まさか自分に回ってくるとは思わなかったエッセイリレー。光栄にも大貫くんからバトンを受け取りました石川(竹村)牧子akaリビングです。高校時代はあまり話す機会のなかった大貫くんが何故私にバトンを回してくれたかというと、大貫くんのジョギングコースと私のジョギングコースが被るご縁?からです。

 大貫くんにバトンを渡した岡野(荒沢)実和子ちゃんは高校時代にサッカー部のマネージャーをされて、その後、母になってからフットサルを楽しむようになったそうですが、私も高校時代は陸上部のマネージャーでした。300mトラックの(何故あの広大な土地にあえて300mトラックなのか未だに謎)グラウンドに立ち、サッカー部がトラックに侵入しようものなら、「コースお願いしまーす!」と大声で叫んでいたことを懐かしく思い出します。

 そもそも何故、選手ではなくてマネージャーになったのか。それは、私はもともと運動が大の苦手だからです。
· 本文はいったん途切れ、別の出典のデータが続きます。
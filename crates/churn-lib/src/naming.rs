//! Artifact naming convention
//!
//! A training run produces two sibling artifacts that share an algorithm and
//! a timestamp:
//! - `model_{algorithm}_{timestamp}.joblib`
//! - `model_evaluation_{algorithm}_{timestamp}.csv`
//!
//! Names are derived from one another, never computed independently, so the
//! functions here are pure string transformations.

use crate::error::NamingError;
use chrono::{DateTime, Utc};

pub const MODEL_EXTENSION: &str = ".joblib";
pub const EVALUATION_EXTENSION: &str = ".csv";
pub const EVALUATION_MARKER: &str = "_evaluation_";

/// `YYYYMMDDHHMMSS`, which also sorts lexicographically by time
pub const TIMESTAMP_FORMAT: &str = "%Y%m%d%H%M%S";

pub fn run_timestamp(at: DateTime<Utc>) -> String {
    at.format(TIMESTAMP_FORMAT).to_string()
}

pub fn model_file_name(algorithm: &str, timestamp: &str) -> String {
    format!("model_{algorithm}_{timestamp}{MODEL_EXTENSION}")
}

pub fn evaluation_file_name(algorithm: &str, timestamp: &str) -> String {
    format!("model_evaluation_{algorithm}_{timestamp}{EVALUATION_EXTENSION}")
}

/// Join a namespace prefix and a file name
pub fn join(prefix: &str, file_name: &str) -> String {
    if prefix.is_empty() || prefix.ends_with('/') {
        format!("{prefix}{file_name}")
    } else {
        format!("{prefix}/{file_name}")
    }
}

pub fn is_evaluation_artifact(name: &str) -> bool {
    name.ends_with(EVALUATION_EXTENSION)
}

/// Model artifact name for an evaluation artifact in the same namespace
///
/// Only the file-name component is rewritten: the first evaluation marker
/// becomes `_` and the `.csv` extension becomes `.joblib`.
pub fn derive_model_name(evaluation_name: &str) -> Result<String, NamingError> {
    let (dir, file) = match evaluation_name.rfind('/') {
        Some(idx) => evaluation_name.split_at(idx + 1),
        None => ("", evaluation_name),
    };

    let stem = file
        .strip_suffix(EVALUATION_EXTENSION)
        .filter(|stem| stem.contains(EVALUATION_MARKER))
        .ok_or_else(|| NamingError::NotAnEvaluationArtifact(evaluation_name.to_string()))?;

    let model_stem = stem.replacen(EVALUATION_MARKER, "_", 1);
    Ok(format!("{dir}{model_stem}{MODEL_EXTENSION}"))
}

/// Move `name` from the `from` namespace into the `to` namespace
pub fn rebase(name: &str, from: &str, to: &str) -> Result<String, NamingError> {
    let rest = name
        .strip_prefix(from)
        .ok_or_else(|| NamingError::OutsideNamespace {
            name: name.to_string(),
            prefix: from.to_string(),
        })?;
    Ok(format!("{to}{rest}"))
}

#[cfg(test)]
mod tests {
    use super::*;
    use chrono::TimeZone;

    #[test]
    fn test_file_names_follow_convention() {
        assert_eq!(
            model_file_name("logistic_regression", "20250101120000"),
            "model_logistic_regression_20250101120000.joblib"
        );
        assert_eq!(
            evaluation_file_name("logistic_regression", "20250101120000"),
            "model_evaluation_logistic_regression_20250101120000.csv"
        );
    }

    #[test]
    fn test_run_timestamp_format() {
        let at = Utc.with_ymd_and_hms(2025, 3, 7, 9, 5, 1).unwrap();
        assert_eq!(run_timestamp(at), "20250307090501");
    }

    #[test]
    fn test_derive_model_name_from_evaluation() {
        let derived =
            derive_model_name("models/stage/model_evaluation_logistic_regression_20250101120000.csv")
                .unwrap();
        assert_eq!(
            derived,
            "models/stage/model_logistic_regression_20250101120000.joblib"
        );
    }

    #[test]
    fn test_derive_model_name_is_deterministic() {
        let name = "models/stage/model_evaluation_lr_20250101120000.csv";
        assert_eq!(derive_model_name(name), derive_model_name(name));
    }

    #[test]
    fn test_derive_model_name_leaves_directories_alone() {
        let derived = derive_model_name("runs_evaluation_/model_evaluation_lr_1.csv").unwrap();
        assert_eq!(derived, "runs_evaluation_/model_lr_1.joblib");
    }

    #[test]
    fn test_derive_model_name_rejects_other_artifacts() {
        assert!(derive_model_name("models/stage/model_lr_1.joblib").is_err());
        assert!(derive_model_name("data/raw/customers.csv").is_err());
    }

    #[test]
    fn test_derived_name_matches_generated_model_name() {
        let evaluation = join("models/stage/", &evaluation_file_name("lr", "20250101000000"));
        let model = join("models/stage/", &model_file_name("lr", "20250101000000"));
        assert_eq!(derive_model_name(&evaluation).unwrap(), model);
    }

    #[test]
    fn test_rebase_swaps_namespace_prefix_only() {
        let moved = rebase(
            "models/stage/model_stage_algo_1.joblib",
            "models/stage/",
            "models/prod/",
        )
        .unwrap();
        assert_eq!(moved, "models/prod/model_stage_algo_1.joblib");
    }

    #[test]
    fn test_rebase_outside_namespace() {
        let err = rebase("other/model_lr_1.joblib", "models/stage/", "models/prod/").unwrap_err();
        assert!(matches!(err, NamingError::OutsideNamespace { .. }));
    }

    #[test]
    fn test_join() {
        assert_eq!(join("a/", "b"), "a/b");
        assert_eq!(join("a", "b"), "a/b");
        assert_eq!(join("", "b"), "b");
    }
}
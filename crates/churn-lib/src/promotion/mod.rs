//! Model promotion: compare a staged model against production and copy it over
//!
//! - `comparator`: positive-class metric comparison
//! - `executor`: the two-step copy into production
//! - `orchestrator`: the publish workflow tying both together

mod comparator;
mod executor;
mod orchestrator;

pub use comparator::{compare, ComparisonOutcome, MetricDelta};
pub use executor::{promote, PromotionError, PromotionReceipt, PromotionStep};
pub use orchestrator::{PromotionOrchestrator, PublishFault, PublishOutcome, PublishReport, PublishState};
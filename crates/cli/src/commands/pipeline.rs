//! Training and publishing commands

use crate::client::{ApiClient, PublishReport, TrainingReport};
use crate::output::{
    color_status, print_info, print_json, print_message, print_success, print_table,
    print_warning, OutputFormat,
};
use anyhow::{bail, Result};
use tabled::Tabled;

#[derive(Tabled)]
struct ArtifactRow {
    #[tabled(rename = "Artifact")]
    kind: String,
    #[tabled(rename = "Path")]
    path: String,
}

#[derive(Tabled)]
struct DeltaRow {
    #[tabled(rename = "Metric")]
    metric: String,
    #[tabled(rename = "Production")]
    production: String,
    #[tabled(rename = "Staged")]
    staged: String,
    #[tabled(rename = "Delta")]
    delta: String,
}

/// Train a model on the raw data and stage it
pub async fn train(client: &ApiClient, format: OutputFormat) -> Result<()> {
    let report: TrainingReport = client.get("train").await?;

    if let OutputFormat::Json = format {
        print_json(&report);
        return ensure_success(report.success, "training");
    }

    for message in &report.messages {
        print_message(message);
    }
    println!();

    let rows: Vec<ArtifactRow> = [
        ("model", report.model.as_ref()),
        ("evaluation", report.evaluation.as_ref()),
        ("checksum", report.checksum.as_ref()),
    ]
    .into_iter()
    .filter_map(|(kind, path)| {
        path.map(|p| ArtifactRow {
            kind: kind.to_string(),
            path: p.clone(),
        })
    })
    .collect();

    if !rows.is_empty() {
        print_table(&rows);
    }

    if report.success {
        let accuracy = report
            .accuracy
            .map(|a| format!("{:.3}", a))
            .unwrap_or_else(|| "-".to_string());
        print_success(&format!(
            "Trained on {} records, accuracy {}",
            report.records, accuracy
        ));
    }

    ensure_success(report.success, "training")
}

/// Compare staged against production and promote when better
pub async fn publish(client: &ApiClient, format: OutputFormat) -> Result<()> {
    let report: PublishReport = client.get("publish").await?;

    if let OutputFormat::Json = format {
        print_json(&report);
        return ensure_success(report.fault.is_none(), "publish");
    }

    for message in &report.messages {
        print_message(message);
    }
    println!();

    if let Some(comparison) = &report.comparison {
        let rows: Vec<DeltaRow> = comparison
            .checked
            .iter()
            .map(|d| DeltaRow {
                metric: d.metric.clone(),
                production: format!("{:.4}", d.production),
                staged: format!("{:.4}", d.staged),
                delta: format!("{:+.4}", d.delta),
            })
            .collect();
        print_table(&rows);
        print_info(&comparison.message);
    }

    println!("Outcome:    {}", color_status(&report.outcome));
    println!("States:     {}", report.states.join(" → "));
    match &report.live_model {
        Some(model) => println!("Live model: {}", model),
        None => print_warning("No model is live in production"),
    }

    if report.promoted {
        print_success("Staged model promoted to production");
    }

    match &report.fault {
        Some(fault) => bail!("publish failed ({})", fault),
        None => Ok(()),
    }
}

fn ensure_success(success: bool, what: &str) -> Result<()> {
    if !success {
        bail!("{} failed", what);
    }
    Ok(())
}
アメリカの中学ではブラスバンド部だったので、高校では文化系ではなくて運動部に入りたい、でも自分で運動するのは嫌だからマネージャーならラクかな、しかも陸上部なら屋外で気持ち良さそうだし…というとても安易な理由で入部しました。自分はたいして走れないくせに、選手にはもっと腕を振れだの、ラストスパートかけろだの、随分偉そうなマネージャーだったかと思います。相棒のミーコはとても優しいマネージャーだったのに、私はたまに不機嫌になってキレる面倒なマネージャーでもありました。

 そんな幼かった私も大人になると、めでたく苦手な体育の授業から解放され、運動会も参加する側から保護者側にまわりました。二人の子供たちには私の運動音痴は遺伝せず、人並みの運動神経をもって産まれてきたことにほっと胸をなでおろしたものです。

 子どもたちに手が掛からなくなり、幼児教室のアルバイトに日々勤しんでいた頃、急に体調に異変がありました。今思えばストレス由来の強烈な肩こりだったのでしょう。何日も続く頭痛、倦怠感、腕のだるさ、痺れ、冷感、などの不調にQOLが低下し落ち込む日々が続きました。アルバイトも休まざるを得なくなりました。超楽観的な主人には「運動不足だろ。毎日散歩すれば?」と何度も言われましたが、なかなかその気力も出ず…。とは言え、家でダラダラすればするほど体調は悪化するので、まずは徒歩15分程の多摩川河川敷まで毎日歩くことにしました。この街に6年も住みながらも、まともに多摩川沿いを歩いたこともなかった私には、河川敷の空気は新鮮そのものでした。

 往復30分の散歩はそのうち一万歩のウォーキングに発展し、すこし体力がついた頃に走ってみようかな、とふと思い、一曲分走って一曲分歩く、を繰り返すようになりました。そして散歩開始から数ヶ月後には、ある程度の距離を続けて走れるようになっていたのです。悩まされていた頭痛も肩こりも解消し、高めだった血圧は下がり、貧血が治りました。悔しいけれど超楽観主義の主人のアドバイスは的確だったようです。

 この夏でジョギングを始めて丸6年が経ちました。走り始める前には気付かなかった河川敷の四季は、季節が何度巡っても飽きさせることなく私を癒やし続けます。水面に映る青空、冬の終わりに咲くオオイヌノフグリやスミレ、キャノン本社前の見事な桜並木、夏の訪れを告げるツバメ、晩夏の夕焼け空、真冬の澄み切った空に映える富士山…。ジョギングは週2、3回のペースで細々と続けています。タイムもたいして上がってないし、レースに出る予定もありません。目標は継続のみ。

 運動がしたくなくて陸部のマネージャーになった私がまさか、約30年の時を経て走る側に回るとは自分でも予想がつきませんでした。高校からの友人たちもまさかリビングが…と驚いていることでしょう。こんな私でも走れるのですから、ジョギングは誰にでも出来るスポーツです。

 私たち11期もそろそろ五十路に突入です。なんとなく不調に悩まされてる方がいらしたら、まずはご近所のお散歩から始めてみてはいかがでしょう。そのうちお散歩がウォーキングになり、ジョギングになり、下手したら大貫くんとトレランに出かけるようなるかもしれませんよ。